Tailoring hydrogen adsorption via charge transfer at bimetallic Cr0.48Ru0.52 alloy nanoparticles decorated on carbon nanofiber for enhanced hydrogen evolution catalysis

Abstract

Designing and synthesizing highly efficient and stable electrocatalysts for the hydrogen evolution reaction (HER) is crucial for the practical and large-scale application of hydrogen sources.

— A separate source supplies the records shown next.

//! Unix-socket client used by the provisioner to issue CSI requests.

use std::path::{Path, PathBuf};

use async_trait::async_trait;
use tokio::io::{AsyncReadExt, AsyncWriteExt};
use tokio::net::UnixStream;
use tracing::{debug, instrument};

use super::MAX_MESSAGE_BYTES;
use crate::controller::CsiController;
use crate::error::CsiError;
use crate::identity::CsiIdentity;
use crate::message::CsiMessage;
use crate::types::{CreateVolumeRequest, PluginCapability, PluginInfo, Volume, VolumeId};

/// A lightweight CSI client that sends [`CsiMessage`] requests to the plugin
/// listening on a Unix socket and returns the plugin's response.
///
/// The client keeps no connection state: every request dials the socket
/// anew, so a single instance can be shared between any number of tasks and
/// survives plugin restarts without reconnect logic.
#[derive(Debug, Clone)]
pub struct CsiClient {
    endpoint: PathBuf,
}

impl CsiClient {
    /// Create a client for the plugin socket at `endpoint`.
    ///
    /// No connection is made until the first request.
    pub fn new(endpoint: impl Into<PathBuf>) -> Self {
        Self {
            endpoint: endpoint.into(),
        }
    }

    /// Path of the plugin socket.
    pub fn endpoint(&self) -> &Path {
        &self.endpoint
    }

    /// Send a request and wait for the corresponding response.
    ///
    /// Opens a connection, writes the JSON-serialized request, shuts down
    /// the write half, then reads the full response and deserializes it.
    /// The call itself is unbounded; callers wrap it in their own timeout.
    #[instrument(skip(self), fields(msg = %msg))]
    pub async fn request(&self, msg: &CsiMessage) -> Result<CsiMessage, CsiError> {
        let mut stream = UnixStream::connect(&self.endpoint).await.map_err(|e| {
            CsiError::TransportError(format!("connect {}: {e}", self.endpoint.display()))
        })?;

        let payload = serde_json::to_vec(msg).map_err(CsiError::internal)?;
        stream
            .write_all(&payload)
            .await
            .map_err(CsiError::transport)?;
        stream.shutdown().await.map_err(CsiError::transport)?;

        let mut buf = Vec::new();
        (&mut stream)
            .take(MAX_MESSAGE_BYTES)
            .read_to_end(&mut buf)
            .await
            .map_err(CsiError::transport)?;

        if buf.is_empty() {
            return Err(CsiError::TransportError(
                "plugin closed the connection without a response".to_owned(),
            ));
        }

        let response: CsiMessage = serde_json::from_slice(&buf)
            .map_err(|e| CsiError::Internal(format!("malformed response: {e}")))?;
        debug!(%response, "CSI response received");
        Ok(response)
    }
}

fn unexpected(op: &str, response: CsiMessage) -> CsiError {
    CsiError::Internal(format!("unexpected response to {op}: {response}"))
}

#[async_trait]
impl CsiIdentity for CsiClient {
    async fn get_plugin_info(&self) -> Result<PluginInfo, CsiError> {
        match self.request(&CsiMessage::GetPluginInfo).await? {
            CsiMessage::PluginInfoResponse(info) => Ok(info),
            CsiMessage::Error(e) => Err(e),
            other => Err(unexpected("GetPluginInfo", other)),
        }
    }

    async fn probe(&self) -> Result<bool, CsiError> {
        match self.request(&CsiMessage::Probe).await? {
            CsiMessage::ProbeResult(ready) => Ok(ready),
            CsiMessage::Error(e) => Err(e),
            other => Err(unexpected("Probe", other)),
        }
    }

    async fn get_plugin_capabilities(&self) -> Result<Vec<PluginCapability>, CsiError> {
        match self.request(&CsiMessage::GetPluginCapabilities).await? {
            CsiMessage::PluginCapabilitiesResponse(caps) => Ok(caps),
            CsiMessage::Error(e) => Err(e),
            other => Err(unexpected("GetPluginCapabilities", other)),
        }
    }
}

#[async_trait]
impl CsiController for CsiClient {
    async fn create_volume(&self, req: CreateVolumeRequest) -> Result<Volume, CsiError> {
        match self.request(&CsiMessage::CreateVolume(req)).await? {
            CsiMessage::VolumeCreated(volume) => Ok(volume),
            CsiMessage::Error(e) => Err(e),
            other => Err(unexpected("CreateVolume", other)),
        }
    }

    async fn delete_volume(&self, volume_id: &VolumeId) -> Result<(), CsiError> {
        match self
            .request(&CsiMessage::DeleteVolume(volume_id.clone()))
            .await?
        {
            CsiMessage::Ok => Ok(()),
            CsiMessage::Error(e) => Err(e),
            other => Err(unexpected("DeleteVolume", other)),
        }
    }
}

#[cfg(test)]
mod tests {
    use super::*;

    #[tokio::test]
    async fn missing_socket_is_retryable_transport_error() {
        let tmp = tempfile::tempdir().unwrap();
        let client = CsiClient::new(tmp.path().join("absent.sock"));

        let err = client.probe().await.unwrap_err();
        assert!(matches!(err, CsiError::TransportError(_)));
        assert!(err.is_retryable());
        assert!(err.to_string().contains("absent.sock"));
    }

    #[test]
    fn unexpected_response_is_internal() {
        let err = unexpected("Probe", CsiMessage::Ok);
        assert_eq!(
            err,
            CsiError::Internal("unexpected response to Probe: Ok".into())
        );
        assert!(!err.is_retryable());
    }
}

Recent research has focused on tuning the electronic structure of electrocatalysts to achieve optimal HER activity, with particular emphasis on interfacial engineering to induce electron transfer and optimize HER kinetics. In this study, as part of research into heterointerface engineering, bimetallic Cr_0.48Ru_0.52 alloy nanoparticles decorated on carbon nanofibers (Cr_0.48Ru_0.52/CNFs) were fabricated through a simple electrospinning and post-calcination process to serve as an efficient alkaline HER catalyst. The Cr_0.48Ru_0.52/CNFs demonstrated exceptional electrocatalytic HER performance, with an overpotential of only 13 mV at −10 mA cm⁻² and a Tafel slope of 60.8 mV dec⁻¹, indicating high catalytic activity compared to commercial benchmark catalysts (i.e., Ru/C and Pt/C). First-principles density functional theory calculations support these results, revealing that Cr_0.48Ru_0.52 balances proton reduction (Volmer step) and H∗ desorption (Tafel/Heyrovsky step) processes during electrocatalysis, as evidenced by the near-zero hydrogen adsorption (ΔG_H∗) value (ca. −0.11 eV). Therefore, this study highlights that Cr_0.48Ru_0.52/CNFs, with noble Ru comprising only half of the total metal content, can promote optimal HER kinetics under alkaline condition.